Report every line below that holds the word "Minus".
····················
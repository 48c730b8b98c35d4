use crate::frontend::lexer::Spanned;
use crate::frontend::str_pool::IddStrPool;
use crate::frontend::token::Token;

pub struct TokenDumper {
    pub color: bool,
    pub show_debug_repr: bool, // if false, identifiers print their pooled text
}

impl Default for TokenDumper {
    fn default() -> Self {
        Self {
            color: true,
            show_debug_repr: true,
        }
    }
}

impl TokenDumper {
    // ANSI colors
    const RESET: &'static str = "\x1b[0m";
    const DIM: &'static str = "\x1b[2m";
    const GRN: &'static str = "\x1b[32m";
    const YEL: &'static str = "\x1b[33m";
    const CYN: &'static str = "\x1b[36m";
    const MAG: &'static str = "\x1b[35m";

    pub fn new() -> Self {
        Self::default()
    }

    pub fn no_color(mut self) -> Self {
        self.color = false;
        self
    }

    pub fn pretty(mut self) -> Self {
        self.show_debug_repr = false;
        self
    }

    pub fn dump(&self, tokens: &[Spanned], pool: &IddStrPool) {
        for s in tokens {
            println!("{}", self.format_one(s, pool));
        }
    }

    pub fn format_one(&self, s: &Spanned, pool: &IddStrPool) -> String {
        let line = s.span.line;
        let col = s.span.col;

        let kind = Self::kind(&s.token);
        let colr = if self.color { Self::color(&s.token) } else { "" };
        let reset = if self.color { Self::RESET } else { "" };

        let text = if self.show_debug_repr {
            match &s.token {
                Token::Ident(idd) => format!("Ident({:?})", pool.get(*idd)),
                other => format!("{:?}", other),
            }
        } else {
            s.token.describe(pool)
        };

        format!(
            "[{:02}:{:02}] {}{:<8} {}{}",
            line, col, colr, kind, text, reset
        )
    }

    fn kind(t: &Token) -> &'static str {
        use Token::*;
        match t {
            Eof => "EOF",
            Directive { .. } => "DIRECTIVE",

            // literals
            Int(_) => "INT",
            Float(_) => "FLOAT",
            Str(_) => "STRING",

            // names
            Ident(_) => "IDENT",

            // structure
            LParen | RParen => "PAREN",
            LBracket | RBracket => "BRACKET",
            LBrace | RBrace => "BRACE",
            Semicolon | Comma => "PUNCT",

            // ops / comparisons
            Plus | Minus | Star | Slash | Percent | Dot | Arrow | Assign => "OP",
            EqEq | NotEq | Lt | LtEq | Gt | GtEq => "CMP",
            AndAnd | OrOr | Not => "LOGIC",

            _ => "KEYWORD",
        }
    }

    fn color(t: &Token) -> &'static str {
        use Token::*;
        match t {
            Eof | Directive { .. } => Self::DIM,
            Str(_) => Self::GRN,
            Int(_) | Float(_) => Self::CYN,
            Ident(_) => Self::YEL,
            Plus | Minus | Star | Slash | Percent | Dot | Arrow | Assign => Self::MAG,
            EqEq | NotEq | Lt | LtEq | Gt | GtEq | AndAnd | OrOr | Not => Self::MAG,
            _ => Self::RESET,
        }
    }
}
····················
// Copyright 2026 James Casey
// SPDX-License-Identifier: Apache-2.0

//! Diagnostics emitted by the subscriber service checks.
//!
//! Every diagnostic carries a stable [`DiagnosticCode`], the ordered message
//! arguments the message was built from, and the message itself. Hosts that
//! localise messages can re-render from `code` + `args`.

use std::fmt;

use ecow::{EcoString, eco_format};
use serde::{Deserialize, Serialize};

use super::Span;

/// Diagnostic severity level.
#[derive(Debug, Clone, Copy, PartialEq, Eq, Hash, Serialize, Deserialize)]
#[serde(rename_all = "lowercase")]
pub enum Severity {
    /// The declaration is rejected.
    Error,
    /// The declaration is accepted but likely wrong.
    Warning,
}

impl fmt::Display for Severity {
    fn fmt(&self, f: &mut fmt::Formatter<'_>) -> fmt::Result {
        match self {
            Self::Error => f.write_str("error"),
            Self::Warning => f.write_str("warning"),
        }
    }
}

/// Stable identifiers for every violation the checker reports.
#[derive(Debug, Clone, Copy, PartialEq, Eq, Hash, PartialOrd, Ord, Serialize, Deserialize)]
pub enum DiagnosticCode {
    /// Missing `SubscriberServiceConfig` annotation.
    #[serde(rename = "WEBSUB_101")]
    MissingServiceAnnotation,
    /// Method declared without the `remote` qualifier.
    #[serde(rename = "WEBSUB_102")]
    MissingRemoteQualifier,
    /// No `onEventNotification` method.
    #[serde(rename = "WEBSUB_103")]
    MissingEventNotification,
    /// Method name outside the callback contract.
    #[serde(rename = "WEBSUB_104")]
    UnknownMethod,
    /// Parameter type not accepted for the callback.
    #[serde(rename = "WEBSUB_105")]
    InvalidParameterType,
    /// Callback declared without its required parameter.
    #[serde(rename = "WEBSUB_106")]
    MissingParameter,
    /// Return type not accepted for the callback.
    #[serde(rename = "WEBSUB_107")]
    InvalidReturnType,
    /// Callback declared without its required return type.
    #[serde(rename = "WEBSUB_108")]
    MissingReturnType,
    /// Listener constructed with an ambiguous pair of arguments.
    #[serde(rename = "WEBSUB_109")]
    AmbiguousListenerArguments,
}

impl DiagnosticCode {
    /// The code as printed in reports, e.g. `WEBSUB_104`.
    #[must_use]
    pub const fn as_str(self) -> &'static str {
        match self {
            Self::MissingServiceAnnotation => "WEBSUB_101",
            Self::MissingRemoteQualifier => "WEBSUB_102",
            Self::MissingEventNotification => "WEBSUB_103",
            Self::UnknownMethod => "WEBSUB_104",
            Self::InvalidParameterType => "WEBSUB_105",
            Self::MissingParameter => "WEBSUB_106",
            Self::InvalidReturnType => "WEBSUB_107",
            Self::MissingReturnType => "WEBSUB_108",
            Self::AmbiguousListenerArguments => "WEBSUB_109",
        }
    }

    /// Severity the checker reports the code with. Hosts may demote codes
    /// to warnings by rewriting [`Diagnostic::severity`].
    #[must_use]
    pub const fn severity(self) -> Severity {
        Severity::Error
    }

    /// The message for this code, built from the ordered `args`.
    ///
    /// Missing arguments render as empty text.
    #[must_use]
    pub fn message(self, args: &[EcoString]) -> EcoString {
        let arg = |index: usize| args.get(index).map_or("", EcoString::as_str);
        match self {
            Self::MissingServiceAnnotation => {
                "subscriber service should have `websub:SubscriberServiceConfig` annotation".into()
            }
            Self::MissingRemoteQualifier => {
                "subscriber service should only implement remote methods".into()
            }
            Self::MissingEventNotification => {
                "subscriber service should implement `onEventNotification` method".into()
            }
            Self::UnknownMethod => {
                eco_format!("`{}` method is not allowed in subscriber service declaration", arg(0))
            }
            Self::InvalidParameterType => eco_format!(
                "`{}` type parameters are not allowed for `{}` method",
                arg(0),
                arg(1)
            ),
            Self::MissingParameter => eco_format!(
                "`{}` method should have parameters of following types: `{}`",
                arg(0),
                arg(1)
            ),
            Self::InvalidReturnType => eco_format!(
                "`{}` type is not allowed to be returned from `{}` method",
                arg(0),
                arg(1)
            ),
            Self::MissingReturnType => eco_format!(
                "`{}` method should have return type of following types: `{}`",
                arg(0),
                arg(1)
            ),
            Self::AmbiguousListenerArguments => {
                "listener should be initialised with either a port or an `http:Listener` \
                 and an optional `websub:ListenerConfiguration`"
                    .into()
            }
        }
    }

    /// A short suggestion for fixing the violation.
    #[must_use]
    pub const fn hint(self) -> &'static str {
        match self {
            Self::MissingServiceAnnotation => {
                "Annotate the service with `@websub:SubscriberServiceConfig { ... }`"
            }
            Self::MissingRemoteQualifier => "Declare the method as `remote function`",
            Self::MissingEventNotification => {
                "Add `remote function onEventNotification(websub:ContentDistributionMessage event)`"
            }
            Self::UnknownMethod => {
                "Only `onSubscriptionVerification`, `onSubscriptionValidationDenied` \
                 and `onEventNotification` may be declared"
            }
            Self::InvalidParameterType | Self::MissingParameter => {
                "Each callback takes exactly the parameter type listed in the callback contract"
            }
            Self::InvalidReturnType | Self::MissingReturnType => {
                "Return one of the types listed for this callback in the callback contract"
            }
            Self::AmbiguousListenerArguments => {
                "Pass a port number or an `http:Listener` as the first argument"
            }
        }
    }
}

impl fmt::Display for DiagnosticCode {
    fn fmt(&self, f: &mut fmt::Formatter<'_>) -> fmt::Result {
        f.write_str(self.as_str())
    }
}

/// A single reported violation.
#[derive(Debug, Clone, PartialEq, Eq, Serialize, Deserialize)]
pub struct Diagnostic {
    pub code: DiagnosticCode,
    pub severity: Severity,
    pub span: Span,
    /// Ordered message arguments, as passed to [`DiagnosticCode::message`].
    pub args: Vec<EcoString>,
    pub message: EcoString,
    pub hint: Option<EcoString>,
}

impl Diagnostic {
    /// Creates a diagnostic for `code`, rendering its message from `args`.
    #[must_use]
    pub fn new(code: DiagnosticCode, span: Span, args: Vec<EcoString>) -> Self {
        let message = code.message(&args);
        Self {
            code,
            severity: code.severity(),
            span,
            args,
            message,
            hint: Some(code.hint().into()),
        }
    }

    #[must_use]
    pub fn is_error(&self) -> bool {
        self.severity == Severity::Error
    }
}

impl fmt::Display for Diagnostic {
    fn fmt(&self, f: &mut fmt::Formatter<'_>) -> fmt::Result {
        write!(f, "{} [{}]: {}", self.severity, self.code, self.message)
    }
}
····················
• [RESPONSE]:
            Plus | Minus | Star | Slash | Percent | Dot | Arrow | Assign => "OP",
            Plus | Minus | Star | Slash | Percent | Dot | Arrow | Assign => Self::MAG,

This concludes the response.